Saturday, 3 October 2020

#161: Ben-To (2011)

 


Director: Shin Itagaki

Screenplay: Kazuyuki Fudeyasu

Based on the Light Novels by Asaura and Kaito Shibano

Voice Cast: Emiri Katō as Ayame Shaga; Hiro Shimono as Yō Satō; Mariya Ise as Sen Yarizui; Ai Kayano as Ume Shiraume; Aoi Yūki as Hana Oshiroi; Ayana Taketatsu as Asebi Inoue; Eriko Nakamura as Chapatsu; Kazuyuki Okitsu as Ren Nikaidō; Ryoukichi Takahashi as Bōzu; Tomoyuki Higuchi as Agohige; Yui Horie as Kyō Sawagi; Yūichi Iguchi as Hiroaki Uchimoto; Yukari Tamura as Kyō Sawagi

Viewed in Japanese with English Subtitles

 

Proving anime can have the oddest premises, Ben-To presents a ridiculous yet enticing one which managed to last for fifteen volumes of a light novel series.

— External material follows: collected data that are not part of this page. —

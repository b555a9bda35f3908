//! Site controller behaviour: bootstrap, tokens, login, discovery.

mod common;

use httpmock::prelude::*;
use mwclient::{AutoWatchBehavior, CancellationToken, LoginPolicy, Site, SiteOptions};
use serde_json::json;

#[tokio::test]
async fn bootstrap_loads_site_and_account_in_one_request() {
    let server = MockServer::start_async().await;
    let mut query = common::siteinfo_query("MediaWiki 1.40.0");
    query["userinfo"] = json!({
        "id": 7, "name": "ExampleBot",
        "groups": ["bot"], "rights": ["apihighlimits", "edit"]
    });
    let bootstrap = server
        .mock_async(|when, then| {
            when.method(GET)
                .path("/api.php")
                .query_param("meta", "siteinfo|userinfo");
            then.status(200)
                .header("content-type", "application/json")
                .json_body(json!({ "query": query }));
        })
        .await;

    let cancel = CancellationToken::new();
    let site = Site::connect(
        common::test_client(),
        &server.url("/api.php"),
        SiteOptions::default(),
        &cancel,
    )
    .await
    .unwrap();
    assert_eq!(bootstrap.hits_async().await, 1);

    let info = site.site_info().unwrap();
    assert_eq!(info.site_name, "Testipedia");
    assert_eq!(info.namespaces.resolve("image").unwrap().id, 6);
    let account = site.account_info();
    assert_eq!(account.name, "ExampleBot");
    assert!(account.has_right("apihighlimits"));
}

#[tokio::test]
async fn deferred_bootstrap_raises_until_refreshed() {
    let server = MockServer::start_async().await;
    let options = SiteOptions {
        explicit_info_refresh: true,
        ..Default::default()
    };
    let cancel = CancellationToken::new();
    let site = Site::connect(
        common::test_client(),
        &server.url("/api.php"),
        options,
        &cancel,
    )
    .await
    .unwrap();
    assert!(matches!(
        site.site_info(),
        Err(mwclient::Error::SiteNotInitialized)
    ));
}

#[tokio::test]
async fn cached_token_is_reused_and_invalidated_on_badtoken() {
    let server = MockServer::start_async().await;
    let client = common::test_client();
    let site = common::site_at(&server, client);
    let cancel = CancellationToken::new();

    let tokens_v1 = server
        .mock_async(|when, then| {
            when.method(GET).path("/api.php").query_param("meta", "tokens");
            then.status(200)
                .header("content-type", "application/json")
                .json_body(json!({"query": {"tokens": {"csrftoken": "t1"}}}));
        })
        .await;
    let edit_stale = server
        .mock_async(|when, then| {
            when.method(POST).path("/api.php").body_contains("token=t1");
            then.status(200)
                .header("content-type", "application/json")
                .json_body(json!({"error": {"code": "badtoken", "info": "Invalid CSRF token."}}));
        })
        .await;
    let edit_fresh = server
        .mock_async(|when, then| {
            when.method(POST).path("/api.php").body_contains("token=t2");
            then.status(200)
                .header("content-type", "application/json")
                .json_body(json!({"edit": {
                    "result": "Success",
                    "pageid": 11,
                    "newrevid": 42,
                    "newtimestamp": "2024-05-01T10:00:00Z"
                }}));
        })
        .await;

    // prime the cache, then reuse it without another fetch
    assert_eq!(site.get_token("csrf", &cancel).await.unwrap(), "t1");
    assert_eq!(site.get_token("csrf", &cancel).await.unwrap(), "t1");
    assert_eq!(tokens_v1.hits_async().await, 1);

    tokens_v1.delete_async().await;
    server
        .mock_async(|when, then| {
            when.method(GET).path("/api.php").query_param("meta", "tokens");
            then.status(200)
                .header("content-type", "application/json")
                .json_body(json!({"query": {"tokens": {"csrftoken": "t2"}}}));
        })
        .await;

    let mut page = site.page("Sandbox");
    page.set_content("Hello");
    let changed = page
        .update_content("greeting", false, false, AutoWatchBehavior::Preferences, &cancel)
        .await
        .unwrap();
    assert!(changed);
    assert_eq!(page.last_revision_id(), Some(42));
    assert_eq!(edit_stale.hits_async().await, 1);
    assert_eq!(edit_fresh.hits_async().await, 1);
}

#[tokio::test]
async fn legacy_login_round_trip() {
    let server = MockServer::start_async().await;
    let client = common::test_client();
    let options = SiteOptions {
        login_policy: LoginPolicy::Legacy,
        ..Default::default()
    };
    let site = Site::with_options(client, &server.url("/api.php"), options).unwrap();
    let cancel = CancellationToken::new();

    server
        .mock_async(|when, then| {
            when.method(GET)
                .path("/api.php")
                .query_param("meta", "tokens")
                .query_param("type", "login");
            then.status(200)
                .header("content-type", "application/json")
                .json_body(json!({"query": {"tokens": {"logintoken": "lt1"}}}));
        })
        .await;
    let login = server
        .mock_async(|when, then| {
            when.method(POST)
                .path("/api.php")
                .body_contains("action=login")
                .body_contains("lgtoken=lt1");
            then.status(200)
                .header("content-type", "application/json")
                .json_body(json!({"login": {
                    "result": "Success", "lguserid": 7, "lgusername": "ExampleBot"
                }}));
        })
        .await;
    server
        .mock_async(|when, then| {
            when.method(GET)
                .path("/api.php")
                .query_param("meta", "userinfo");
            then.status(200)
                .header("content-type", "application/json")
                .json_body(json!({"query": {"userinfo": {
                    "id": 7, "name": "ExampleBot", "groups": ["bot"], "rights": ["edit"]
                }}}));
        })
        .await;

    site.login("ExampleBot", "hunter2", &cancel).await.unwrap();
    assert_eq!(login.hits_async().await, 1);
    let account = site.account_info();
    assert_eq!(account.name, "ExampleBot");
    assert!(!account.is_anonymous);
}

#[tokio::test]
async fn clientlogin_pass() {
    let server = MockServer::start_async().await;
    let site = common::site_at(&server, common::test_client());
    let cancel = CancellationToken::new();

    server
        .mock_async(|when, then| {
            when.method(GET)
                .path("/api.php")
                .query_param("type", "login");
            then.status(200)
                .header("content-type", "application/json")
                .json_body(json!({"query": {"tokens": {"logintoken": "lt9"}}}));
        })
        .await;
    let login = server
        .mock_async(|when, then| {
            when.method(POST)
                .path("/api.php")
                .body_contains("action=clientlogin")
                .body_contains("logintoken=lt9");
            then.status(200)
                .header("content-type", "application/json")
                .json_body(json!({"clientlogin": {"status": "PASS", "username": "ExampleBot"}}));
        })
        .await;
    server
        .mock_async(|when, then| {
            when.method(GET)
                .path("/api.php")
                .query_param("meta", "userinfo");
            then.status(200)
                .header("content-type", "application/json")
                .json_body(json!({"query": {"userinfo": {
                    "id": 7, "name": "ExampleBot", "groups": [], "rights": []
                }}}));
        })
        .await;

    site.login("ExampleBot", "hunter2", &cancel).await.unwrap();
    assert_eq!(login.hits_async().await, 1);
    assert_eq!(site.account_info().name, "ExampleBot");
}

#[tokio::test]
async fn failed_login_is_unauthorized() {
    let server = MockServer::start_async().await;
    let site = common::site_at(&server, common::test_client());
    let cancel = CancellationToken::new();

    server
        .mock_async(|when, then| {
            when.method(GET)
                .path("/api.php")
                .query_param("type", "login");
            then.status(200)
                .header("content-type", "application/json")
                .json_body(json!({"query": {"tokens": {"logintoken": "lt9"}}}));
        })
        .await;
    server
        .mock_async(|when, then| {
            when.method(POST).path("/api.php").body_contains("action=clientlogin");
            then.status(200)
                .header("content-type", "application/json")
                .json_body(json!({"clientlogin": {
                    "status": "FAIL",
                    "message": "Incorrect username or password entered."
                }}));
        })
        .await;

    let err = site
        .login("ExampleBot", "wrong", &cancel)
        .await
        .unwrap_err();
    assert!(matches!(err, mwclient::Error::Unauthorized(_)));
}

#[tokio::test]
async fn open_search_returns_ordered_entries() {
    let server = MockServer::start_async().await;
    let site = common::site_at(&server, common::test_client());
    let cancel = CancellationToken::new();

    server
        .mock_async(|when, then| {
            when.method(GET)
                .path("/api.php")
                .query_param("action", "opensearch")
                .query_param("search", "Sand");
            then.status(200)
                .header("content-type", "application/json")
                .json_body(json!([
                    "Sand",
                    ["Sandbox", "Sandstone"],
                    ["a test page", ""],
                    ["https://example.org/wiki/Sandbox", "https://example.org/wiki/Sandstone"]
                ]));
        })
        .await;

    let entries = site
        .open_search("Sand", mwclient::Limit::Value(2), &cancel)
        .await
        .unwrap();
    assert_eq!(entries.len(), 2);
    assert_eq!(entries[0].title, "Sandbox");
    assert_eq!(entries[0].description.as_deref(), Some("a test page"));
    assert_eq!(entries[1].title, "Sandstone");
    assert_eq!(entries[1].description, None);
}

#[tokio::test]
async fn api_endpoint_discovery_follows_edit_uri() {
    let server = MockServer::start_async().await;
    let client = common::test_client();
    let cancel = CancellationToken::new();

    let rsd_href = format!("{}?action=rsd", server.url("/weird/api.php"));
    server
        .mock_async(|when, then| {
            when.method(GET).path("/");
            then.status(200)
                .header("content-type", "text/html")
                .body(format!(
                    "<html><head><link rel=\"EditURI\" type=\"application/rsd+xml\" \
                     href=\"{rsd_href}\"/></head><body>hi</body></html>"
                ));
        })
        .await;
    server
        .mock_async(|when, then| {
            when.method(GET)
                .path("/weird/api.php")
                .query_param("meta", "siteinfo");
            then.status(200)
                .header("content-type", "application/json")
                .json_body(json!({"query": {"general": {
                    "generator": "MediaWiki 1.40.0", "sitename": "Hidden"
                }}}));
        })
        .await;

    let found = Site::search_api_endpoint(&client, &server.base_url(), &cancel)
        .await
        .unwrap();
    assert_eq!(found.map(|u| u.to_string()), Some(server.url("/weird/api.php")));
}

#[tokio::test]
async fn api_endpoint_discovery_prefers_conventional_paths() {
    let server = MockServer::start_async().await;
    let client = common::test_client();
    let cancel = CancellationToken::new();

    server
        .mock_async(|when, then| {
            when.method(GET)
                .path("/w/api.php")
                .query_param("meta", "siteinfo");
            then.status(200)
                .header("content-type", "application/json")
                .json_body(json!({"query": {"general": {
                    "generator": "MediaWiki 1.40.0", "sitename": "Conventional"
                }}}));
        })
        .await;

    let found = Site::search_api_endpoint(&client, &server.base_url(), &cancel)
        .await
        .unwrap();
    assert_eq!(found.map(|u| u.to_string()), Some(server.url("/w/api.php")));
}

#[tokio::test]
async fn concurrent_token_requests_share_one_fetch() {
    let server = MockServer::start_async().await;
    let client = common::test_client();
    let site = common::site_at(&server, client);
    let cancel = CancellationToken::new();

    let tokens = server
        .mock_async(|when, then| {
            when.method(GET).path("/api.php").query_param("meta", "tokens");
            then.status(200)
                .header("content-type", "application/json")
                .json_body(json!({"query": {"tokens": {"csrftoken": "shared"}}}))
                .delay(std::time::Duration::from_millis(100));
        })
        .await;

    let (a, b, c) = tokio::join!(
        site.get_token("csrf", &cancel),
        site.get_token("csrf", &cancel),
        site.get_token("edit", &cancel),
    );
    assert_eq!(a.unwrap(), "shared");
    assert_eq!(b.unwrap(), "shared");
    // "edit" folds into csrf on a modern server
    assert_eq!(c.unwrap(), "shared");
    assert_eq!(tokens.hits_async().await, 1);
}

#[tokio::test]
async fn logout_resets_account_state() {
    let server = MockServer::start_async().await;
    let site = common::site_at(&server, common::test_client());
    let cancel = CancellationToken::new();

    server
        .mock_async(|when, then| {
            when.method(GET).path("/api.php").query_param("meta", "tokens");
            then.status(200)
                .header("content-type", "application/json")
                .json_body(json!({"query": {"tokens": {"csrftoken": "t1"}}}));
        })
        .await;
    let logout = server
        .mock_async(|when, then| {
            when.method(POST).path("/api.php").body_contains("action=logout");
            then.status(200)
                .header("content-type", "application/json")
                .json_body(json!({}));
        })
        .await;

    site.logout(&cancel).await.unwrap();
    assert_eq!(logout.hits_async().await, 1);
    assert!(site.account_info().is_anonymous);
}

The title refers to bento, boxed lunches which are a trope even in anime and manga of homemade meals in boxes, but can also be bought at stores, of a higher quality in fact then you would presume for store made food depending on the bento in question. Unlike say a TV dinner or a ready meal as well, bento boxes can be historically traced back to the Kamakura period (1185 to 1333), so they have developed a historical and cultural relevance in Japan which, just from how many anime I grew up with referenced them, makes them worthy of even a very silly premise about. Here, this imagines if, when the unsold higher end ones are labelled half price later in a day, a world of high scholars and young adults who have set up ritualistic brawls over them. People, gender equality involved as women fight men and each other, defeat all the competitors who wait in which store this happens in at night, known as "wolves", until the winner claims the top prize, which is usually the best bento marked with a laurel leaf sticker, the runners up get the remaining bento, and everyone else has to do with cup ramen.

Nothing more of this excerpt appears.